RECORDS SHOWN: Begin

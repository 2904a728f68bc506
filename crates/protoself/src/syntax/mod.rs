//! Self surface syntax: tokens, lexer and grammar

mod grammar;
mod lexer;
mod token;

pub use grammar::SelfParser;
pub use lexer::{lex, tokenize, unescape_text};
pub use token::SelfToken;
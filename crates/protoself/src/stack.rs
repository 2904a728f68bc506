//! Stack growth for deeply recursive parsing and evaluation
//!
//! Rule invocation and message sends recurse on the host stack. Wrapping the
//! recursive step in [`ensure_sufficient_stack`] grows the stack on demand,
//! so depth is bounded by memory rather than by the initial thread stack.

/// Minimum stack space to keep available (100KB red zone).
const RED_ZONE: usize = 100 * 1024;

/// Stack space to allocate when growing (1MB).
const STACK_PER_RECURSION: usize = 1024 * 1024;

/// Run `f`, first growing the stack if less than the red zone remains.
#[inline]
#[cfg(not(target_arch = "wasm32"))]
pub fn ensure_sufficient_stack<R>(f: impl FnOnce() -> R) -> R {
    stacker::maybe_grow(RED_ZONE, STACK_PER_RECURSION, f)
}

/// WASM manages its own stack; call directly.
#[inline]
#[cfg(target_arch = "wasm32")]
pub fn ensure_sufficient_stack<R>(f: impl FnOnce() -> R) -> R {
    f()
}

#[cfg(test)]
mod tests {
    use super::*;

    fn depth(n: u64) -> u64 {
        if n == 0 {
            0
        } else {
            ensure_sufficient_stack(|| 1 + depth(n - 1))
        }
    }

    #[test]
    fn test_deep_recursion_completes() {
        assert_eq!(depth(100_000), 100_000);
    }
}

RECORDS SHOWN: End

Every entry should be transcribed exactly, with nothing omitted.

> [SOLVED PROBLEM]
repository 2904a728f68bc506
filename crates/protoself/src/syntax/mod.rs
//! Self surface syntax: tokens, lexer and grammar

mod grammar;
mod lexer;
mod token;

pub use grammar::SelfParser;
pub use lexer::{lex, tokenize, unescape_text};
pub use token::SelfToken;
filename crates/protoself/src/stack.rs
repository 2904a728f68bc506
//! Stack growth for deeply recursive parsing and evaluation
//!
//! Rule invocation and message sends recurse on the host stack. Wrapping the
//! recursive step in [`ensure_sufficient_stack`] grows the stack on demand,
//! so depth is bounded by memory rather than by the initial thread stack.

/// Minimum stack space to keep available (100KB red zone).
const RED_ZONE: usize = 100 * 1024;

/// Stack space to allocate when growing (1MB).
const STACK_PER_RECURSION: usize = 1024 * 1024;

/// Run `f`, first growing the stack if less than the red zone remains.
#[inline]
#[cfg(not(target_arch = "wasm32"))]
pub fn ensure_sufficient_stack<R>(f: impl FnOnce() -> R) -> R {
    stacker::maybe_grow(RED_ZONE, STACK_PER_RECURSION, f)
}

/// WASM manages its own stack; call directly.
#[inline]
#[cfg(target_arch = "wasm32")]
pub fn ensure_sufficient_stack<R>(f: impl FnOnce() -> R) -> R {
    f()
}

#[cfg(test)]
mod tests {
    use super::*;

    fn depth(n: u64) -> u64 {
        if n == 0 {
            0
        } else {
            ensure_sufficient_stack(|| 1 + depth(n - 1))
        }
    }

    #[test]
    fn test_deep_recursion_completes() {
        assert_eq!(depth(100_000), 100_000);
    }
}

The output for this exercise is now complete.